In 2013, the festival explored the work lying at the outer edges of puppetry, delivering an eclectic program of events, workshops and performances which encompassed both the traditional and experimental and featured a diverse range of puppetry styles and techniques. 2015 saw an expanding festival spread its wings across the city with events and performances at several landmark venues including the Arnolfini, SS Great Britain, M Shed, Puppet Place and the Control Room at Redcliffe Bridge whilst still retaining its all important social hub at Tobacco Factory Theatres. That year BFP also partnered with Watershed, allowing the festival to successfully present its film programme in a dedicated cinema venue for the first time, thus enabling it to reach new crossover audiences. This collaboration has proven to be so successful that, together with Tobacco Factory Theatres, the Watershed is one of the two festival hubs for 2017.

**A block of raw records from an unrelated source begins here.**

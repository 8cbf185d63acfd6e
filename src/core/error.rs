use serde::{Deserialize, Serialize};
use std::fmt;
use thiserror::Error;

/// Failure raised by an encoder. Encoding stops at the first one.
///
/// Every variant carries a stable code (e.g. `ECODABAR-2`) and a human message;
/// `Display` renders both as `"<code>: <message>"`.
#[derive(Debug, Clone, PartialEq, Eq, Error)]
pub enum EncodeError {
    /// Wrong length, bad start/stop character, or otherwise malformed input.
    #[error("{code}: {message}")]
    Structural { code: &'static str, message: String },
    /// A character outside the symbology's alphabet.
    #[error("{code}: {message}")]
    Charset { code: &'static str, message: String },
    /// Blank input or an unusable symbology identifier.
    #[error("{code}: {message}")]
    Configuration { code: &'static str, message: String },
}

impl EncodeError {
    pub fn structural(code: &'static str, message: impl Into<String>) -> Self {
        EncodeError::Structural {
            code,
            message: message.into(),
        }
    }

    pub fn charset(code: &'static str, message: impl Into<String>) -> Self {
        EncodeError::Charset {
            code,
            message: message.into(),
        }
    }

    pub fn configuration(code: &'static str, message: impl Into<String>) -> Self {
        EncodeError::Configuration {
            code,
            message: message.into(),
        }
    }

    pub fn kind(&self) -> ErrorKind {
        match self {
            EncodeError::Structural { .. } => ErrorKind::Structural,
            EncodeError::Charset { .. } => ErrorKind::Charset,
            EncodeError::Configuration { .. } => ErrorKind::Configuration,
        }
    }

    pub fn code(&self) -> &'static str {
        match self {
            EncodeError::Structural { code, .. }
            | EncodeError::Charset { code, .. }
            | EncodeError::Configuration { code, .. } => *code,
        }
    }

    pub fn message(&self) -> &str {
        match self {
            EncodeError::Structural { message, .. }
            | EncodeError::Charset { message, .. }
            | EncodeError::Configuration { message, .. } => message,
        }
    }
}

/// Error taxonomy shared by all symbologies.
#[derive(Debug, Clone, Copy, PartialEq, Eq, Serialize, Deserialize)]
#[serde(rename_all = "snake_case")]
pub enum ErrorKind {
    Structural,
    Charset,
    Configuration,
}

impl fmt::Display for ErrorKind {
    fn fmt(&self, f: &mut fmt::Formatter<'_>) -> fmt::Result {
        match self {
            ErrorKind::Structural => write!(f, "structural"),
            ErrorKind::Charset => write!(f, "charset"),
            ErrorKind::Configuration => write!(f, "configuration"),
        }
    }
}

/// Serializable entry of [`EncodedResult::errors`](crate::EncodedResult).
#[derive(Debug, Clone, PartialEq, Eq, Serialize, Deserialize)]
pub struct ErrorRecord {
    pub kind: ErrorKind,
    pub code: String,
    pub message: String,
}

impl ErrorRecord {
    /// The verbatim line shown to users, e.g.
    /// `ECODABAR-2: Data format invalid. (Invalid START character)`.
    pub fn text(&self) -> String {
        format!("{}: {}", self.code, self.message)
    }
}

impl From<&EncodeError> for ErrorRecord {
    fn from(err: &EncodeError) -> Self {
        Self {
            kind: err.kind(),
            code: err.code().to_string(),
            message: err.message().to_string(),
        }
    }
}

impl fmt::Display for ErrorRecord {
    fn fmt(&self, f: &mut fmt::Formatter<'_>) -> fmt::Result {
        write!(f, "{}: {}", self.code, self.message)
    }
}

And so to BFP 2017. I caught up with Chris Pirie, co-producer of the festival, to find out about the plans for BFP17.

Hi Chris, thanks for taking a few moments to talk to us about BFP17. The previous four festivals have been tremendously successful for artists and audiences alike, how are you planning to build on that success with BFP17?

No problem Stephen, happy to help. Although there is no doubt about the popularity of the festival with local audiences and artists from both near and far, when we analysed the measurable outcomes for the 2015 festival it became very clear that our engagement with the public was not reaching as diverse an audience as we might have wished. Only 11% of our audiences described themselves other than ‘white British’ with a similarly low number identifying as having a disability. We are committed to addressing the issues those figures raise by embracing a focus on diversity and inclusion in BFP17.

What specifically is being planned for the festival to increase the diversity of audiences and artists?

We have invited a number of artists to perform at this years festival who will not only appeal to, and cater for, a more diverse audience but many of whom are in some way additionally challenged by a disability themselves. We have two exceptional companies coming from Canada; Equivoc and Les Sages Fous, who both produce stunning non-verbal performances and innovative Dutch artists Bontehond who use iPads to make engaging and accessible theatre. We also welcome Hijinx, a highly regarded Welsh company of learning disabled performers as well as the celebrated companies Theatre-Rites and Stephen Mottram who transform the most unlikely of materials into striking entertainment. We are also pleased to welcome Rouge 28, England’s most ethnically diverse puppet company to the festival as well as supremely talented South West-based artists Barnaby Dixon and Tessa Bide.

We’re also looking at issues of diversity in our film programme at Watershed, notably a programme dedicated to showcasing female talent in puppetry and animation, on screen and behind the camera.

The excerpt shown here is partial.